*Problem to solve*
Which lines of the records contain "REAL"? Collect every one of them.

*Given entries*
----

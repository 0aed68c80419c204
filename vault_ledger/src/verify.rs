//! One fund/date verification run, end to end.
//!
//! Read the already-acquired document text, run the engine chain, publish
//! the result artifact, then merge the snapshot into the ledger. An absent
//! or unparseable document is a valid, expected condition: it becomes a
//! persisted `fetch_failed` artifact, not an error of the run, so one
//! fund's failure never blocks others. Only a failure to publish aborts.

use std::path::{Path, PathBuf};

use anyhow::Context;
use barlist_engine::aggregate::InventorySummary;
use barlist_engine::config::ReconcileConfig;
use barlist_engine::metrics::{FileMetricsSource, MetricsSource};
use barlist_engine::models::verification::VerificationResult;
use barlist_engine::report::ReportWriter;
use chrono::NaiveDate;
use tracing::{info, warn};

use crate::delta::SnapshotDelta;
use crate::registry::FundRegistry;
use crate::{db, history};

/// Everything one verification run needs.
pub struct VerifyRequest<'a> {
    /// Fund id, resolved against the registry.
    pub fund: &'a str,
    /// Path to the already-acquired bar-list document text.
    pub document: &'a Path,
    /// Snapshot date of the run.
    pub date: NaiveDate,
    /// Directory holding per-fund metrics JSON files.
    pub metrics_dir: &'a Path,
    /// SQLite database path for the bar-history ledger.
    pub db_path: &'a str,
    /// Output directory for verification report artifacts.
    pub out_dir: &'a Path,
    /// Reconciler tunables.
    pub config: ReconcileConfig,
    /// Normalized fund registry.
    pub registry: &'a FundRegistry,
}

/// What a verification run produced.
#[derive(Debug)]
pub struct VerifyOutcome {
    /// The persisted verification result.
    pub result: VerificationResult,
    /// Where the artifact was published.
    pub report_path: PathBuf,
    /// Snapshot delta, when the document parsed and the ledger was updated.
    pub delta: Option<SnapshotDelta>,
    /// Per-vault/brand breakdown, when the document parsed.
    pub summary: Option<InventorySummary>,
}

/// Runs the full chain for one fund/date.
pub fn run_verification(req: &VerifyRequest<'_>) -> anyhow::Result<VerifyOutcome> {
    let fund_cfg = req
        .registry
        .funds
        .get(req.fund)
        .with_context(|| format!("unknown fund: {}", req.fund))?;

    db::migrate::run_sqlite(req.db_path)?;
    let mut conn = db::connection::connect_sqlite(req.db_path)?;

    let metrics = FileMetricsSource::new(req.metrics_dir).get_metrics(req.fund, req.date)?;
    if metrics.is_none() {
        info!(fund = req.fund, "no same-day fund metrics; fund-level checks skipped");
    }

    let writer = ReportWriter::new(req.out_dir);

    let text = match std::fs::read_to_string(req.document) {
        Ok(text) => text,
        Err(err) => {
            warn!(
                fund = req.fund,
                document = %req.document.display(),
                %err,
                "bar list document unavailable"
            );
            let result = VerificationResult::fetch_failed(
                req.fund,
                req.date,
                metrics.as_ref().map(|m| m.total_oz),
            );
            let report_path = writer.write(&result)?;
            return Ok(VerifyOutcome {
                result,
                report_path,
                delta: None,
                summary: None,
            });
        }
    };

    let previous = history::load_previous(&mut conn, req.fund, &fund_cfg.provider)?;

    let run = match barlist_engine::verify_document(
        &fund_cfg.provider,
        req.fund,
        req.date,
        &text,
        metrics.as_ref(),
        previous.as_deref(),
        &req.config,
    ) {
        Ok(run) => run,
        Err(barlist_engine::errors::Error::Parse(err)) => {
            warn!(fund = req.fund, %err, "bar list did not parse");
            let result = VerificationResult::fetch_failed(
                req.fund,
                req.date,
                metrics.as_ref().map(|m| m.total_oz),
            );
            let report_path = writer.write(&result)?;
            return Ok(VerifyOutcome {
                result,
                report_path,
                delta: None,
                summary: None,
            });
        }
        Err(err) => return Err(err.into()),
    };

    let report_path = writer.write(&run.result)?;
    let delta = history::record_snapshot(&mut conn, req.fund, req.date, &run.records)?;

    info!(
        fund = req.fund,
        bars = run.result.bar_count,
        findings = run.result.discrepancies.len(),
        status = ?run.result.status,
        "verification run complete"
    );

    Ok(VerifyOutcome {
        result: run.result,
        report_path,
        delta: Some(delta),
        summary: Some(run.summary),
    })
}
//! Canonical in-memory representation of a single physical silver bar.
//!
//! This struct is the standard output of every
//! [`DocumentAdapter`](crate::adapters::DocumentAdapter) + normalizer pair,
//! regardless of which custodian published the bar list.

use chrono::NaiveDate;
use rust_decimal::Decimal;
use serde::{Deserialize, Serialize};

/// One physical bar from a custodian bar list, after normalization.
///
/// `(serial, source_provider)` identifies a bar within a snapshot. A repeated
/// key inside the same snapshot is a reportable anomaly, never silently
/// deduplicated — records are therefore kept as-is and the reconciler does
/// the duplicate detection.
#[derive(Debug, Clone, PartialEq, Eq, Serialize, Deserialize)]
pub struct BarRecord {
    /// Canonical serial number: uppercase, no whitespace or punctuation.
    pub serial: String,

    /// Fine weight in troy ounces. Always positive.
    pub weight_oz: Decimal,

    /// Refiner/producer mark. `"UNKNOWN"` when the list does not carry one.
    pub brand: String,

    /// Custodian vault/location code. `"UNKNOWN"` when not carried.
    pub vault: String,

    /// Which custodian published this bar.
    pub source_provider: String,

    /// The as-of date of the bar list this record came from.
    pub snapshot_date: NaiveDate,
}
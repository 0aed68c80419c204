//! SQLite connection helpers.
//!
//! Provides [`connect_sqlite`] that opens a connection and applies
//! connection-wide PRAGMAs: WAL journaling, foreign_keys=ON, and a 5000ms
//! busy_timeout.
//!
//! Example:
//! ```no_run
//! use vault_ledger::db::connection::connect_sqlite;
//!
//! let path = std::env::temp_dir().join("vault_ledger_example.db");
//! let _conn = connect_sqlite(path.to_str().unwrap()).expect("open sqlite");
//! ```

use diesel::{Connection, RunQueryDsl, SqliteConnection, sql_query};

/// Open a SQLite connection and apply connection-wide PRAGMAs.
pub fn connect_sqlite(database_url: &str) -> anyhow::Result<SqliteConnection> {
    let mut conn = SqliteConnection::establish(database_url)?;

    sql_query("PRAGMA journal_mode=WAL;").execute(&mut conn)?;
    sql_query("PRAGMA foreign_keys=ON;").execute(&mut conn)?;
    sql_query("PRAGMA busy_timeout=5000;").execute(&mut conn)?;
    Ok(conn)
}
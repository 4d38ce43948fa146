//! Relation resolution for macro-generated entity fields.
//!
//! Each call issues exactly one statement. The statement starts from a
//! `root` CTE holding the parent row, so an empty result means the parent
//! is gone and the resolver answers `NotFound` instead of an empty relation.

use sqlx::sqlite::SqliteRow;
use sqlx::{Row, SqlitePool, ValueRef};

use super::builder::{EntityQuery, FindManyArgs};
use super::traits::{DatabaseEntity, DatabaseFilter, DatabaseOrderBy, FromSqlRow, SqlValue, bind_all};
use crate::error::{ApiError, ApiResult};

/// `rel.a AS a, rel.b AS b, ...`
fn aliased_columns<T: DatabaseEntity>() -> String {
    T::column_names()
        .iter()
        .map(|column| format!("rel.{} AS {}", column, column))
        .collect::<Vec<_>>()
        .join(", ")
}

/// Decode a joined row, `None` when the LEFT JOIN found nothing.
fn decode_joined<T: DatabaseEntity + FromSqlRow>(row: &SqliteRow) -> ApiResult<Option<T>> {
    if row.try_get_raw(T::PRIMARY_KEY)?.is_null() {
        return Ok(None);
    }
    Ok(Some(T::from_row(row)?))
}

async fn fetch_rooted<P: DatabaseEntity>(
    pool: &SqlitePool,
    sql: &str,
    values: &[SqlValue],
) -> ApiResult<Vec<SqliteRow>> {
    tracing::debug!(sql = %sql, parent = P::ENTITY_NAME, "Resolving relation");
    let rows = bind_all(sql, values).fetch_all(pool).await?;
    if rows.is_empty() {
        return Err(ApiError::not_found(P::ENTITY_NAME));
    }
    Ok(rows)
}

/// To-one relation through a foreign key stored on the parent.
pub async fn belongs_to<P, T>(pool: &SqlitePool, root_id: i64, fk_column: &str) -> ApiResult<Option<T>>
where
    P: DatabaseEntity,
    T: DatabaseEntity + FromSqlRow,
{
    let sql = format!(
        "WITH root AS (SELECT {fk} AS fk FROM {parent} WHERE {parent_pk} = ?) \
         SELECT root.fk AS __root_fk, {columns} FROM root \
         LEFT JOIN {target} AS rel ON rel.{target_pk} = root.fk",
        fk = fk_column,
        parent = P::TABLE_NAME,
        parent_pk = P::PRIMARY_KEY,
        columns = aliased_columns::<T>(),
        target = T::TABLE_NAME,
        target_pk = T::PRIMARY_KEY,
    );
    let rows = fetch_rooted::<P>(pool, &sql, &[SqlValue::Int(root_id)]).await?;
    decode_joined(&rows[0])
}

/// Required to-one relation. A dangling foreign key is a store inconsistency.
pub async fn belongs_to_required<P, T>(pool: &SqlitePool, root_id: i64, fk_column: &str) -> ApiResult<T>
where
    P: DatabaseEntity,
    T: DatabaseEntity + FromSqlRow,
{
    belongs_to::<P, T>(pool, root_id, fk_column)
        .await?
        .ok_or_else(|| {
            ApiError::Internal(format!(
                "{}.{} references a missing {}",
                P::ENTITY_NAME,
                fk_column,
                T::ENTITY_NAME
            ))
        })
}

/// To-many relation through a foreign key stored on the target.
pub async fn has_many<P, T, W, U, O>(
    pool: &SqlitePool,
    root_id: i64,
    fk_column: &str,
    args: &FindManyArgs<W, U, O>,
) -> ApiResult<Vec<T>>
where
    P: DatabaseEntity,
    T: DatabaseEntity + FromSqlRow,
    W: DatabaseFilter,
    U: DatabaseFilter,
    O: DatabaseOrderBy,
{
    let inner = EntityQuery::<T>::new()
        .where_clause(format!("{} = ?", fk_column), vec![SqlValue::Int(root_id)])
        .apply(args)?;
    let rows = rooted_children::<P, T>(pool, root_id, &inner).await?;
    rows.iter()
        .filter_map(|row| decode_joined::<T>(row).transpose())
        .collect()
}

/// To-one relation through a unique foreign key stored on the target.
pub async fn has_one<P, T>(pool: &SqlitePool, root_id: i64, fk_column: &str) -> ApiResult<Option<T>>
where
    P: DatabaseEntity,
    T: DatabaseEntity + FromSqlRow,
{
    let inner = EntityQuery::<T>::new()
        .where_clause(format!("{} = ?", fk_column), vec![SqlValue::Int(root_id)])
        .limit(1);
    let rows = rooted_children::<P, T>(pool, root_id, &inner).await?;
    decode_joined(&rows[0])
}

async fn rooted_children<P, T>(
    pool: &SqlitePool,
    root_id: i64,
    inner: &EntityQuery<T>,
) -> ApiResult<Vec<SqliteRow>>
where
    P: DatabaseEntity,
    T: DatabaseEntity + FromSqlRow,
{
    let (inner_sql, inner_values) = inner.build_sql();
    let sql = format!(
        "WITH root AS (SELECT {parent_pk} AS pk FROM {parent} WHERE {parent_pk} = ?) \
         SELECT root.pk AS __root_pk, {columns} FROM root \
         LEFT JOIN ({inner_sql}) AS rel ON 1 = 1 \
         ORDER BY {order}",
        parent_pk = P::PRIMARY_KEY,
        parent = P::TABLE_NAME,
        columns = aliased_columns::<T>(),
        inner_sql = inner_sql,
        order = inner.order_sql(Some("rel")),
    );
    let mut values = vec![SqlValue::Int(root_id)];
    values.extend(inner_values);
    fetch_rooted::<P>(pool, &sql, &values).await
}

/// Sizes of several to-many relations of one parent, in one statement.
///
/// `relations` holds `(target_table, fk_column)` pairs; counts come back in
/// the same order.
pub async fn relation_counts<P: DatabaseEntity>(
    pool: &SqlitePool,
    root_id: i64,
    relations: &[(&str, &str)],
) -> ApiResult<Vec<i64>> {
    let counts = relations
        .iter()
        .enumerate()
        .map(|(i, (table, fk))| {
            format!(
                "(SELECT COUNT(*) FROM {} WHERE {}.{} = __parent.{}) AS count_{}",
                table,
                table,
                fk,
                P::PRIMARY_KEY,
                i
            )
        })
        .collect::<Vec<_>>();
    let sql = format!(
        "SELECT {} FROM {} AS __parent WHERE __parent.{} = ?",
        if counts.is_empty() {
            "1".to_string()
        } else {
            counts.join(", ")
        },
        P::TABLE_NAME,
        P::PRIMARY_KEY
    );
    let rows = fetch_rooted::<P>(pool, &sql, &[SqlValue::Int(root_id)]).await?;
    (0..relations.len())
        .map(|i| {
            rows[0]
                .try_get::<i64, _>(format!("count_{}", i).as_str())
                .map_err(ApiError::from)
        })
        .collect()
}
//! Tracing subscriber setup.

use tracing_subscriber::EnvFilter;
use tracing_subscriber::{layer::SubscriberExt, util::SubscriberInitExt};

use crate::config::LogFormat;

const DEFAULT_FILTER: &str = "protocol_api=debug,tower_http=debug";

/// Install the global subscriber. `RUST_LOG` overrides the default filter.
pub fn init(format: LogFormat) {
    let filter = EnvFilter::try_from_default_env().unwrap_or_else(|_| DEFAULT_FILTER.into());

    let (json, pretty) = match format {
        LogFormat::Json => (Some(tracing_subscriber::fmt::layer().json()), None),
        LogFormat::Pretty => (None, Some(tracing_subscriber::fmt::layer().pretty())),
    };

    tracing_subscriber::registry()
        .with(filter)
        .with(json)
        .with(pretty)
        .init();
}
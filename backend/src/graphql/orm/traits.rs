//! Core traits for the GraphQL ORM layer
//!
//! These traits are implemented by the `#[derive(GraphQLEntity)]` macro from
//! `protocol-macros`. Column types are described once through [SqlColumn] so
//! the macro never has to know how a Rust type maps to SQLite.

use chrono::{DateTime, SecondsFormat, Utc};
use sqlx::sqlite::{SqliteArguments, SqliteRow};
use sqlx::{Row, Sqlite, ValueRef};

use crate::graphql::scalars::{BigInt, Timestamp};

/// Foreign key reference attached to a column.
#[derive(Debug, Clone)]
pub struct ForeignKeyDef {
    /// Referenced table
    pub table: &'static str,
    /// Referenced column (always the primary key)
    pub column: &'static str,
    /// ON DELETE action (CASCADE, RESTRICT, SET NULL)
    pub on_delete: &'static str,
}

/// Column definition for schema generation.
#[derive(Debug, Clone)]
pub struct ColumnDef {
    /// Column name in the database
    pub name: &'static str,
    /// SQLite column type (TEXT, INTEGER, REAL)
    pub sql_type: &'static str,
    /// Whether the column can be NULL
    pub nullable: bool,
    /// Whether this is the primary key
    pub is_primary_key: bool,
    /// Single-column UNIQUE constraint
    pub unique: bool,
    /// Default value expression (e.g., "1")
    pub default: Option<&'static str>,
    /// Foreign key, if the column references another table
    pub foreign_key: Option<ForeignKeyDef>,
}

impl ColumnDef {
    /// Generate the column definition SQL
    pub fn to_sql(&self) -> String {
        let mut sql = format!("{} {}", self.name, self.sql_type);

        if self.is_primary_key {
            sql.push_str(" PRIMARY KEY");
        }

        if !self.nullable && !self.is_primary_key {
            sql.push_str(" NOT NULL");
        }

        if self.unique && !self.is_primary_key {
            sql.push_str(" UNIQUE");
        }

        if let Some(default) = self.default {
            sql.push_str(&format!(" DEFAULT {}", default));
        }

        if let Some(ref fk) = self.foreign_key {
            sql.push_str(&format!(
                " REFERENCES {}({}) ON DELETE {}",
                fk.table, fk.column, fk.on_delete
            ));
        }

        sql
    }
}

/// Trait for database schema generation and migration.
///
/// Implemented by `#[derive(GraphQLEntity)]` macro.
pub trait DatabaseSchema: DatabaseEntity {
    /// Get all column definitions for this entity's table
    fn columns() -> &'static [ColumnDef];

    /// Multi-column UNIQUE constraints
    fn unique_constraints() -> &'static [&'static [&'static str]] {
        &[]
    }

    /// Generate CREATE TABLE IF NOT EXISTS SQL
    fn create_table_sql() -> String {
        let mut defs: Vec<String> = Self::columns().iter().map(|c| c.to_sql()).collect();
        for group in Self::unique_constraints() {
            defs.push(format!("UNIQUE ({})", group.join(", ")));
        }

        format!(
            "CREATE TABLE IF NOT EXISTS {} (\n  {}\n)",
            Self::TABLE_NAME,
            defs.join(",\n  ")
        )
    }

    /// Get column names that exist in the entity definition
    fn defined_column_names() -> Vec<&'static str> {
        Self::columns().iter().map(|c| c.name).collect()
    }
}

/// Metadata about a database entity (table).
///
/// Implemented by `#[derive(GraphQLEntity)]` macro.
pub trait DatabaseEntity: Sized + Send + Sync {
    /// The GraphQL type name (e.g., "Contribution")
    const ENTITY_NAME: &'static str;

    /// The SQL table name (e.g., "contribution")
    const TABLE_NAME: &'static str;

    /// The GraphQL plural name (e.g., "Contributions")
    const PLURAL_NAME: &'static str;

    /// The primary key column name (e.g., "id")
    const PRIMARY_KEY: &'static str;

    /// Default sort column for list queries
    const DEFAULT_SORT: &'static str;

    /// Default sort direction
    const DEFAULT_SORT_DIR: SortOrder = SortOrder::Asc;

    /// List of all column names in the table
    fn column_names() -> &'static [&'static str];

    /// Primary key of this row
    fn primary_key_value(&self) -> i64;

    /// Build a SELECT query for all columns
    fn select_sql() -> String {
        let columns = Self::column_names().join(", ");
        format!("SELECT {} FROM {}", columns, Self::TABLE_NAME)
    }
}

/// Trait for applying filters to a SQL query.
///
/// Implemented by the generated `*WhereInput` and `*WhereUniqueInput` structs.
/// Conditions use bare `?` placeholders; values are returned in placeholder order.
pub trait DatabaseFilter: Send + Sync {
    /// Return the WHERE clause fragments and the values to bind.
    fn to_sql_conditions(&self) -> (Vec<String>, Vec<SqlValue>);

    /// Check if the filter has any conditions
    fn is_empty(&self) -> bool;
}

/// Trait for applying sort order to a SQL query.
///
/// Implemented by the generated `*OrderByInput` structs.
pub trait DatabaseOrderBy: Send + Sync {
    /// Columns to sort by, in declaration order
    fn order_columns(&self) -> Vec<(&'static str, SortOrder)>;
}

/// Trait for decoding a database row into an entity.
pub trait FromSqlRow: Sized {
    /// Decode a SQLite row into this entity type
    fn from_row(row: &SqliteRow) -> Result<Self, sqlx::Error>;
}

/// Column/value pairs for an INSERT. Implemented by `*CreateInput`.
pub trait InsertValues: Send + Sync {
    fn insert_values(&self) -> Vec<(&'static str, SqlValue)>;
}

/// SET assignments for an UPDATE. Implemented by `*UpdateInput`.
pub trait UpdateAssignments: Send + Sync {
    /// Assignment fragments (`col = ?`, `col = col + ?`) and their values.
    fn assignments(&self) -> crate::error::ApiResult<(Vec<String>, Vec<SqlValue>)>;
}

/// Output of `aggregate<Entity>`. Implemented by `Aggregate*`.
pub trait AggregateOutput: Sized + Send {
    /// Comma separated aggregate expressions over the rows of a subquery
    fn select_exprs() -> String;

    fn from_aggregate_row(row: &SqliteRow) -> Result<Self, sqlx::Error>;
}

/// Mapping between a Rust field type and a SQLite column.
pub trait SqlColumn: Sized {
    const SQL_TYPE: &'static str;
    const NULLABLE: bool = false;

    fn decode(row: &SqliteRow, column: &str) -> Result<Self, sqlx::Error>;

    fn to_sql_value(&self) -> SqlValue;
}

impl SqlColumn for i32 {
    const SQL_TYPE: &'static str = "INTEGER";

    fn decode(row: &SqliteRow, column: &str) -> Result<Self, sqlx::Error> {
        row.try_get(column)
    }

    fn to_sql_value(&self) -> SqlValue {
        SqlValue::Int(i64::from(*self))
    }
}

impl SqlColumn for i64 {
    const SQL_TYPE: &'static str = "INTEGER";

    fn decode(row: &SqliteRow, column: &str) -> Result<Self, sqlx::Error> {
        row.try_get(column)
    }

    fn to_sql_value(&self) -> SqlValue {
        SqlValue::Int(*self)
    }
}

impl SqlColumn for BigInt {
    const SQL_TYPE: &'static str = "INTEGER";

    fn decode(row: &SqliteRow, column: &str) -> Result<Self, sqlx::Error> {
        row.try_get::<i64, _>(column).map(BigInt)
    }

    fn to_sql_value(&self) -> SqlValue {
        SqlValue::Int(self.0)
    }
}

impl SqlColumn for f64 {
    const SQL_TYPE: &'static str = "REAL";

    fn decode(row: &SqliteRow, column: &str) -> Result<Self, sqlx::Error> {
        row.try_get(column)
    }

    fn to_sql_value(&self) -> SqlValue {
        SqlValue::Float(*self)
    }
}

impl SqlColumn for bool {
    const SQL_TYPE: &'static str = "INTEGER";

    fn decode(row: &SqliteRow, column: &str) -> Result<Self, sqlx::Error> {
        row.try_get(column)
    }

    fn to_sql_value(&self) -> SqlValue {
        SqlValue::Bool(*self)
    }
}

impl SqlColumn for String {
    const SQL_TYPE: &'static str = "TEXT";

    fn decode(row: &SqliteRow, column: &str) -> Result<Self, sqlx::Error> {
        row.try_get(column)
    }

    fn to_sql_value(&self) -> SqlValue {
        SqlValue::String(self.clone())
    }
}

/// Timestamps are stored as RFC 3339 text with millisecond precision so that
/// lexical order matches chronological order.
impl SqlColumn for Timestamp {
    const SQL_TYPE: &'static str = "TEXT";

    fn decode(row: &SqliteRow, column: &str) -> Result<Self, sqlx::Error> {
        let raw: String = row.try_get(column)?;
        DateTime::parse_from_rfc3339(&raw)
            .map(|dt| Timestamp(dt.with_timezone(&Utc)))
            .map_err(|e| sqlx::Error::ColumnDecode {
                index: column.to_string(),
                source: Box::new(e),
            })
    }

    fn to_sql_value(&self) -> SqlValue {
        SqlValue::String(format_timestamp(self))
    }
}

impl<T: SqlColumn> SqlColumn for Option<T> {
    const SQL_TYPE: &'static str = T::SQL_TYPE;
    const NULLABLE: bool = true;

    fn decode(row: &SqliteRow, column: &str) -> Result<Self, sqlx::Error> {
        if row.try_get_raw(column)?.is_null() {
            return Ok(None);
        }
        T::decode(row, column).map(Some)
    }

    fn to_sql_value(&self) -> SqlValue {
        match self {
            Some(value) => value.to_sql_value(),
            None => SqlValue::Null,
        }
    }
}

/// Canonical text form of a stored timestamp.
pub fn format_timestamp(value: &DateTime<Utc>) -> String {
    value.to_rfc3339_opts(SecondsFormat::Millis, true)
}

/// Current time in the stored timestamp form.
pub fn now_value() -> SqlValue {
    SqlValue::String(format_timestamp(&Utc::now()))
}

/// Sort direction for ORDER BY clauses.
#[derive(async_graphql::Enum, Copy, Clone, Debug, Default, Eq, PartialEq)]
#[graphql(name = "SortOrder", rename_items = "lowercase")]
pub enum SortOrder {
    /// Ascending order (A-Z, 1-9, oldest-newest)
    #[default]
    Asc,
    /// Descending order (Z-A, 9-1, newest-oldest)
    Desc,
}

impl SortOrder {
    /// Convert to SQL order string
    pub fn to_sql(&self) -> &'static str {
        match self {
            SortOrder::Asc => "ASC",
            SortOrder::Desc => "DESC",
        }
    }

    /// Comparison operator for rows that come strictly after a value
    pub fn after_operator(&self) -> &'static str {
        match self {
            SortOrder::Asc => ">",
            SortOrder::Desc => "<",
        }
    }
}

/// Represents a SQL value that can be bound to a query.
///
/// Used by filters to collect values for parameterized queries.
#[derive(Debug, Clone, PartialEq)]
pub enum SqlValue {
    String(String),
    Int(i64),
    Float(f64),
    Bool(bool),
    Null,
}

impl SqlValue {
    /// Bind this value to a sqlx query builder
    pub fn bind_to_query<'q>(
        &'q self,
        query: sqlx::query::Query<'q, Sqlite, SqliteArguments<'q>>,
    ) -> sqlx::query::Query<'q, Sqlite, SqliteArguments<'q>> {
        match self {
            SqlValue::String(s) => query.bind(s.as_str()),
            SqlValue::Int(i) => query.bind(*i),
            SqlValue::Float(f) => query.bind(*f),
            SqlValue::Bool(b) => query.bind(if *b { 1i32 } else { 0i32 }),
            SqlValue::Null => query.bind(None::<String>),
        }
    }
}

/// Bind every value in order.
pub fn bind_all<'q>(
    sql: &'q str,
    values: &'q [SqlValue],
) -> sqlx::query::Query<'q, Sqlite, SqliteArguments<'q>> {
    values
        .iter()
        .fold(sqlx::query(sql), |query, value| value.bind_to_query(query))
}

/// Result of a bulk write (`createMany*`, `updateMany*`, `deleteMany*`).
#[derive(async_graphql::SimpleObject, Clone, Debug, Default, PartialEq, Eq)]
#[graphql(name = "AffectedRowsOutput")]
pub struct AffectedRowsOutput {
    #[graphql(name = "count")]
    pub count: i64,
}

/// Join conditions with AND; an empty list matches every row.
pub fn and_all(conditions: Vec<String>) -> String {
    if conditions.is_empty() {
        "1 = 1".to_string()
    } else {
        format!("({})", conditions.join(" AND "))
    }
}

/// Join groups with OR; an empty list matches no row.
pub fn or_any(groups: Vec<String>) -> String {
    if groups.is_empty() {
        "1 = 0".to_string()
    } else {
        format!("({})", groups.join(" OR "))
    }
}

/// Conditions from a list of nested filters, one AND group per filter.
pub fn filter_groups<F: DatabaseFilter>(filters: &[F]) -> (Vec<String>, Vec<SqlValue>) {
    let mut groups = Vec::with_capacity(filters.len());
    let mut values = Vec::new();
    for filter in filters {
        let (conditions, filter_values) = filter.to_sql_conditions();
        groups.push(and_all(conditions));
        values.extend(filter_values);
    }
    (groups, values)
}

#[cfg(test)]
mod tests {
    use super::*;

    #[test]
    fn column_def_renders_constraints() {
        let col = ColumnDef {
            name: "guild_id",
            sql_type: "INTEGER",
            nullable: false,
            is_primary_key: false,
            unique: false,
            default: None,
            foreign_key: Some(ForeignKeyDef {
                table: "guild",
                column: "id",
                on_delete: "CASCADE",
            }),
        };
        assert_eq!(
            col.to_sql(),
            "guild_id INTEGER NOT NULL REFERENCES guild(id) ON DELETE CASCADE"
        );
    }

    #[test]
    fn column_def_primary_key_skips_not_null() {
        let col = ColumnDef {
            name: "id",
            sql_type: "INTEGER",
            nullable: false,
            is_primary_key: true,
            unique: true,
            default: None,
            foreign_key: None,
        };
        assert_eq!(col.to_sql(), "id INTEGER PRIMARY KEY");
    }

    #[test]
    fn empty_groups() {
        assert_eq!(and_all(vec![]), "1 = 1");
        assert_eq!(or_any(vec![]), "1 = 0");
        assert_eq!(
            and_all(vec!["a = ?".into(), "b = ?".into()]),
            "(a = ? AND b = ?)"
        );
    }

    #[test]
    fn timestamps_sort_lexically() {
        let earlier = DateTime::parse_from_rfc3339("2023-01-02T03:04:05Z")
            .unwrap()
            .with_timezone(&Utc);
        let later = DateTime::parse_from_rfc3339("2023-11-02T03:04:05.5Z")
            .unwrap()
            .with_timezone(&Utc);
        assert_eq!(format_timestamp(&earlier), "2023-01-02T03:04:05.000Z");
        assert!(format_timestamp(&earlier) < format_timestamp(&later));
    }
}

----

*Result of this exercise*
    /// SQLite column type (TEXT, INTEGER, REAL)
    const SQL_TYPE: &'static str = "REAL";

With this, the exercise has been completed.